Facebook Pixel

1338. Reduce Array Size to The Half

Problem Description

You have an integer array arr. Your task is to select a set of distinct integers from this array and remove all occurrences of each selected integer from the array.

The goal is to find the minimum number of distinct integers you need to select such that after removing all their occurrences, at least half of the original array elements are removed.

For example, if you have an array [3,3,3,3,5,5,5,2,2,7] with 10 elements:

  • If you choose to remove all occurrences of 3 (4 elements) and all occurrences of 5 (3 elements), you remove 7 elements total
  • Since 7 ≥ 10/2, you've removed at least half the array
  • You selected 2 distinct integers (3 and 5), so the answer would be 2

The solution approach counts the frequency of each number in the array using a Counter. It then sorts these frequencies in descending order (using most_common()). By greedily selecting the most frequent numbers first and keeping track of how many elements have been removed (m), the algorithm continues adding numbers to the set until at least half of the array elements are removed (m * 2 >= len(arr)). This greedy approach ensures the minimum set size because removing the most frequent numbers first maximizes the number of elements removed per selection.

Quick Interview Experience
Help others by sharing your interview experience
Have you seen this problem before?

Intuition

To minimize the number of distinct integers we need to select, we want to maximize the impact of each selection. Since removing a number removes all its occurrences, we should prioritize removing the numbers that appear most frequently in the array.

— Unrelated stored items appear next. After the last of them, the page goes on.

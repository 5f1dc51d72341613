//! TC emission: our advertised neighborhood and attached networks.

use wisp_core::addr::{AddrFamily, NetAddr};
use wisp_nhdp::Nhdp;
use wisp_rfc5444::iana;
use wisp_rfc5444::metric;
use wisp_rfc5444::time_tlv;
use wisp_rfc5444::writer::MessageBuilder;
use wisp_rfc5444::EncodeError;

use crate::Olsrv2;

/// Default hop limit of generated TCs.
const TC_HOP_LIMIT: u8 = 255;

/// Build the TC message for one address family. Returns `None` when no
/// originator of that family is configured. An empty TC (no neighbors,
/// no attached networks) is still emitted: it flushes remote state.
pub fn build_tc(
    olsrv2: &mut Olsrv2,
    nhdp: &Nhdp,
    family: AddrFamily,
) -> Result<Option<Vec<u8>>, EncodeError> {
    let originator = *olsrv2.originators.get(family);
    if originator.is_unspec() {
        return Ok(None);
    }

    let addr_len = family.addr_len() as u8;
    let mut builder = MessageBuilder::new(iana::MSGTYPE_TC, addr_len);
    builder.set_originator(originator);
    builder.set_hop_limit(TC_HOP_LIMIT);
    builder.set_hop_count(0);
    builder.set_seqno(olsrv2.next_msg_seqno());

    builder.add_message_tlv(
        iana::MSGTLV_INTERVAL_TIME,
        0,
        &[time_tlv::encode(olsrv2.config.tc_interval)],
    );
    builder.add_message_tlv(
        iana::MSGTLV_VALIDITY_TIME,
        0,
        &[time_tlv::encode(olsrv2.config.tc_validity)],
    );
    builder.add_message_tlv(
        iana::MSGTLV_CONT_SEQ_NUM,
        0,
        &olsrv2.ansn.to_be_bytes(),
    );

    let carries = |addr: &NetAddr| {
        addr.family() == family || (family == AddrFamily::Ipv6 && addr.family() == AddrFamily::Ipv4)
    };

    // advertised neighbors: every symmetric neighbor's originator and
    // routable addresses
    for (_, neighbor) in nhdp.db.neighbors.iter() {
        if neighbor.symmetric == 0 {
            continue;
        }

        let metric_tlvs: Vec<(u8, [u8; 2])> = nhdp
            .domains
            .iter()
            .filter_map(|domain| {
                let cost = neighbor.domains[domain.index].metric_out;
                if cost >= metric::LINK_COST_INFINITE {
                    return None;
                }
                let value = iana::LINKMETRIC_OUTGOING_NEIGH | metric::encode(cost);
                Some((domain.ext, value.to_be_bytes()))
            })
            .collect();

        if !neighbor.originator.is_unspec() && carries(&neighbor.originator) {
            let routable = olsrv2.config.routable.check(&neighbor.originator);
            let value = if routable {
                iana::NBR_ADDR_TYPE_ROUTABLE_ORIG
            } else {
                iana::NBR_ADDR_TYPE_ORIGINATOR
            };
            builder.add_address_tlv(
                neighbor.originator,
                iana::ADDRTLV_NBR_ADDR_TYPE,
                0,
                &[value],
            );
            for (ext, bytes) in &metric_tlvs {
                builder.add_address_tlv(
                    neighbor.originator,
                    iana::ADDRTLV_LINK_METRIC,
                    *ext,
                    bytes,
                );
            }
        }

        for addr in neighbor.addresses.keys() {
            if *addr == neighbor.originator || !carries(addr) {
                continue;
            }
            if !olsrv2.config.routable.check(addr) {
                continue;
            }
            builder.add_address_tlv(*addr, iana::ADDRTLV_NBR_ADDR_TYPE, 0, &[
                iana::NBR_ADDR_TYPE_ROUTABLE,
            ]);
            for (ext, bytes) in &metric_tlvs {
                builder.add_address_tlv(*addr, iana::ADDRTLV_LINK_METRIC, *ext, bytes);
            }
        }
    }

    // locally attached networks
    for (prefix, entry) in olsrv2.lans.iter() {
        if !carries(prefix) {
            continue;
        }
        let Some(first_active) = entry.data.iter().position(|d| d.active) else {
            continue;
        };
        builder.add_address_tlv(*prefix, iana::ADDRTLV_GATEWAY, 0, &[
            entry.data[first_active].distance,
        ]);
        for domain in nhdp.domains.iter() {
            let data = &entry.data[domain.index];
            if !data.active {
                continue;
            }
            let value = iana::LINKMETRIC_OUTGOING_NEIGH | metric::encode(data.outgoing_metric);
            builder.add_address_tlv(
                *prefix,
                iana::ADDRTLV_LINK_METRIC,
                domain.ext,
                &value.to_be_bytes(),
            );
        }
    }

    builder.finish().map(Some)
}
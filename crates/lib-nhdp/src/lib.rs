//! NHDP (RFC 6130) neighborhood discovery: the link/neighbor/2-hop
//! database, HELLO ingest and emission, MPR selection and the plug-in
//! seams for link metrics and hysteresis.

pub mod db;
pub mod domain;
pub mod error;
pub mod hysteresis;
pub mod interfaces;
pub mod link_metric;
pub mod mpr;
pub mod reader;
pub mod writer;

use wisp_core::addr::{AddrFamily, NetAddr};
use wisp_core::arena::Id;
use wisp_core::timer::{ClassId, Firing, TimerWheel};

pub use db::{LinkId, LinkStatus, NeighborId, NhdpDb};
pub use domain::{DomainRegistry, MAX_DOMAINS};
pub use error::NhdpError;
pub use hysteresis::{Hysteresis, NoHysteresis};
pub use interfaces::{IfaceId, IfaceMode, InterfaceRegistry};
pub use link_metric::{HopCountMetric, LinkMetric};

/// Timer classes of the NHDP subsystem, registered once at startup.
#[derive(Debug, Clone, Copy)]
pub struct NhdpTimers {
    pub link_vtime: ClassId,
    pub link_heard: ClassId,
    pub link_sym: ClassId,
    pub naddr_lost: ClassId,
    pub twohop_vtime: ClassId,
    pub neigh_vtime_v4: ClassId,
    pub neigh_vtime_v6: ClassId,
    /// Periodic, jittered; token is the interface handle. Fired timers
    /// are handled by the daemon (it owns the sockets).
    pub iface_hello: ClassId,
    pub iface_addr_remove: ClassId,
}

impl NhdpTimers {
    pub fn register(wheel: &mut TimerWheel) -> NhdpTimers {
        NhdpTimers {
            link_vtime: wheel.add_class("nhdp link vtime", false, 0),
            link_heard: wheel.add_class("nhdp link heard-time", false, 0),
            link_sym: wheel.add_class("nhdp link symtime", false, 0),
            naddr_lost: wheel.add_class("nhdp address lost", false, 0),
            twohop_vtime: wheel.add_class("nhdp 2hop vtime", false, 0),
            neigh_vtime_v4: wheel.add_class("nhdp neighbor vtime v4", false, 0),
            neigh_vtime_v6: wheel.add_class("nhdp neighbor vtime v6", false, 0),
            iface_hello: wheel.add_class("nhdp hello generation", true, 10),
            iface_addr_remove: wheel.add_class("nhdp interface address removal", false, 0),
        }
    }
}

/// Database change notifications collected during processing; the daemon
/// drains them after each dispatch and feeds its plug-ins.
#[derive(Debug, Clone, Copy, PartialEq, Eq)]
pub enum NhdpEvent {
    LinkAdded(LinkId),
    LinkChanged(LinkId),
    LinkRemoved(LinkId),
}

/// The complete NHDP subsystem state.
pub struct Nhdp {
    pub db: NhdpDb,
    pub interfaces: InterfaceRegistry,
    pub domains: DomainRegistry,
    pub timers: NhdpTimers,
    pub hysteresis: Box<dyn Hysteresis + Send>,

    /// Router originator addresses, one per IP family.
    pub originator_v4: NetAddr,
    pub originator_v6: NetAddr,

    /// Scratch state of the HELLO currently being parsed.
    pub(crate) current: Option<reader::HelloCurrent>,

    pub events: Vec<NhdpEvent>,

    /// Set whenever link state, addresses or metrics changed in a way
    /// the routing layer must see. Cleared by the consumer.
    pub neighborhood_changed: bool,
}

impl Nhdp {
    pub fn new(wheel: &mut TimerWheel) -> Nhdp {
        Nhdp {
            db: NhdpDb::new(),
            interfaces: InterfaceRegistry::new(),
            domains: DomainRegistry::new(),
            timers: NhdpTimers::register(wheel),
            hysteresis: Box::new(NoHysteresis),
            originator_v4: NetAddr::UNSPEC,
            originator_v6: NetAddr::UNSPEC,
            current: None,
            events: Vec::new(),
            neighborhood_changed: false,
        }
    }

    pub fn originator(&self, family: AddrFamily) -> &NetAddr {
        match family {
            AddrFamily::Ipv4 => &self.originator_v4,
            _ => &self.originator_v6,
        }
    }

    pub fn set_originator(&mut self, addr: NetAddr) {
        match addr.family() {
            AddrFamily::Ipv4 => self.originator_v4 = addr,
            AddrFamily::Ipv6 => self.originator_v6 = addr,
            _ => {}
        }
    }

    pub fn take_events(&mut self) -> Vec<NhdpEvent> {
        std::mem::take(&mut self.events)
    }

    pub fn take_neighborhood_changed(&mut self) -> bool {
        std::mem::replace(&mut self.neighborhood_changed, false)
    }

    /// Recompute flooding MPRs on every interface and routing MPRs in
    /// every domain.
    pub fn update_mprs(&mut self) {
        for iface in self.interfaces.ids() {
            mpr::update_flooding(&mut self.db, &self.interfaces, iface);
        }
        for index in 0..self.domains.len() {
            mpr::update_routing(&mut self.db, index);
        }
    }

    /// Handle a due timer belonging to NHDP. Returns false if the class
    /// is not ours (e.g. the hello generation timers the daemon owns).
    pub fn handle_timer(&mut self, wheel: &mut TimerWheel, now: u64, firing: &Firing) -> bool {
        let timers = self.timers;

        if firing.class == timers.link_vtime {
            let id: LinkId = Id::from_token(firing.token);
            if let Some(link) = self.db.links.get(id) {
                let neighbor = link.neighbor;
                self.db
                    .link_remove(wheel, &timers, &mut self.interfaces, now, id);
                self.events.push(NhdpEvent::LinkRemoved(id));
                self.hysteresis.link_removed(id);
                if let Some(n) = self.db.neighbors.get(neighbor) {
                    if n.links.is_empty() {
                        self.db
                            .neighbor_remove(wheel, &timers, &mut self.interfaces, now, neighbor);
                    }
                }
                self.neighborhood_changed = true;
            }
            return true;
        }

        if firing.class == timers.link_heard || firing.class == timers.link_sym {
            let id: LinkId = Id::from_token(firing.token);
            if self.db.links.contains(id) {
                let n_hold = self
                    .interfaces
                    .get(self.db.links.index(id).interface)
                    .map(|i| i.n_hold)
                    .unwrap_or(0);
                let link = self.db.links.index_mut(id);
                let (vtime, itime) = (link.vtime_value, link.itime_value);
                self.hysteresis.update(id, link, vtime, itime, true);
                self.db.update_status(wheel, &timers, now, n_hold, id);
                self.neighborhood_changed = true;
            }
            return true;
        }

        if firing.class == timers.naddr_lost {
            let id: db::NaddrId = Id::from_token(firing.token);
            self.db.naddr_remove(wheel, &timers, id);
            self.neighborhood_changed = true;
            return true;
        }

        if firing.class == timers.twohop_vtime {
            let id: db::TwoHopId = Id::from_token(firing.token);
            self.db.twohop_remove(wheel, &timers, id);
            self.neighborhood_changed = true;
            return true;
        }

        if firing.class == timers.neigh_vtime_v4 || firing.class == timers.neigh_vtime_v6 {
            let id: NeighborId = Id::from_token(firing.token);
            let family = if firing.class == timers.neigh_vtime_v4 {
                AddrFamily::Ipv4
            } else {
                AddrFamily::Ipv6
            };
            self.db.neighbor_family_timeout(
                wheel,
                &timers,
                &mut self.interfaces,
                now,
                id,
                family,
            );
            self.neighborhood_changed = true;
            return true;
        }

        if firing.class == timers.iface_addr_remove {
            let id: interfaces::IfaceAddrId = Id::from_token(firing.token);
            self.interfaces.addr_purge(id);
            return true;
        }

        false
    }
}

/// Seam between the dispatching daemon and the NHDP consumers: whatever
/// owns the protocol state hands out the pieces the HELLO processing
/// needs.
pub trait NhdpContext {
    fn nhdp_split(&mut self) -> (&mut Nhdp, &mut TimerWheel);
    fn now(&self) -> u64;
}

Think of it this way: if we need to remove at least half of the array elements, and we can only remove complete sets of identical numbers, then we want each selection to contribute as much as possible toward our goal.

For instance, if we have a number that appears 100 times and another that appears just once, removing the frequent number gets us much closer to the "half removed" target with just one selection, whereas we'd need to remove many infrequent numbers to achieve the same effect.

This naturally leads to a greedy strategy: sort the numbers by their frequency in descending order and keep selecting the most frequent ones until we've removed at least half of the array. This is optimal because:

  1. Each selection removes all occurrences of that number
  2. Selecting high-frequency numbers first means fewer selections needed overall
  3. We stop as soon as we reach the threshold of removing half the elements

The key insight is that the actual values of the numbers don't matter - only their frequencies do. That's why we can use a Counter to get frequencies, sort them in descending order, and greedily pick from the top until we've removed enough elements.

Learn more about Greedy, Sorting and Heap (Priority Queue) patterns.

Solution Approach

The implementation follows a counting and sorting strategy to solve this problem efficiently.

Step 1: Count Frequencies

cnt = Counter(arr)

We use Python's Counter from the collections module to create a frequency map. This gives us a dictionary where keys are the unique numbers in arr and values are their occurrence counts.

Step 2: Sort by Frequency

for _, v in cnt.most_common():

The most_common() method returns a list of (element, count) pairs sorted by count in descending order. We iterate through this list, but we only need the count value v (not the actual number), so we use _ to ignore the element.

Step 3: Greedy Selection

ans = m = 0
for _, v in cnt.most_common():
    m += v
    ans += 1
    if m * 2 >= len(arr):
        break

We maintain two variables:

  • m: tracks the total number of elements removed so far
  • ans: counts how many distinct numbers we've selected

For each iteration:

  1. Add the current frequency v to m (removing all occurrences of this number)
  2. Increment ans by 1 (we've selected one more distinct number)
  3. Check if m * 2 >= len(arr), which is equivalent to checking if m >= len(arr) / 2
  4. If we've removed at least half the elements, we break and return ans

Time Complexity: O(n log n) where n is the length of the array, dominated by the sorting operation in most_common().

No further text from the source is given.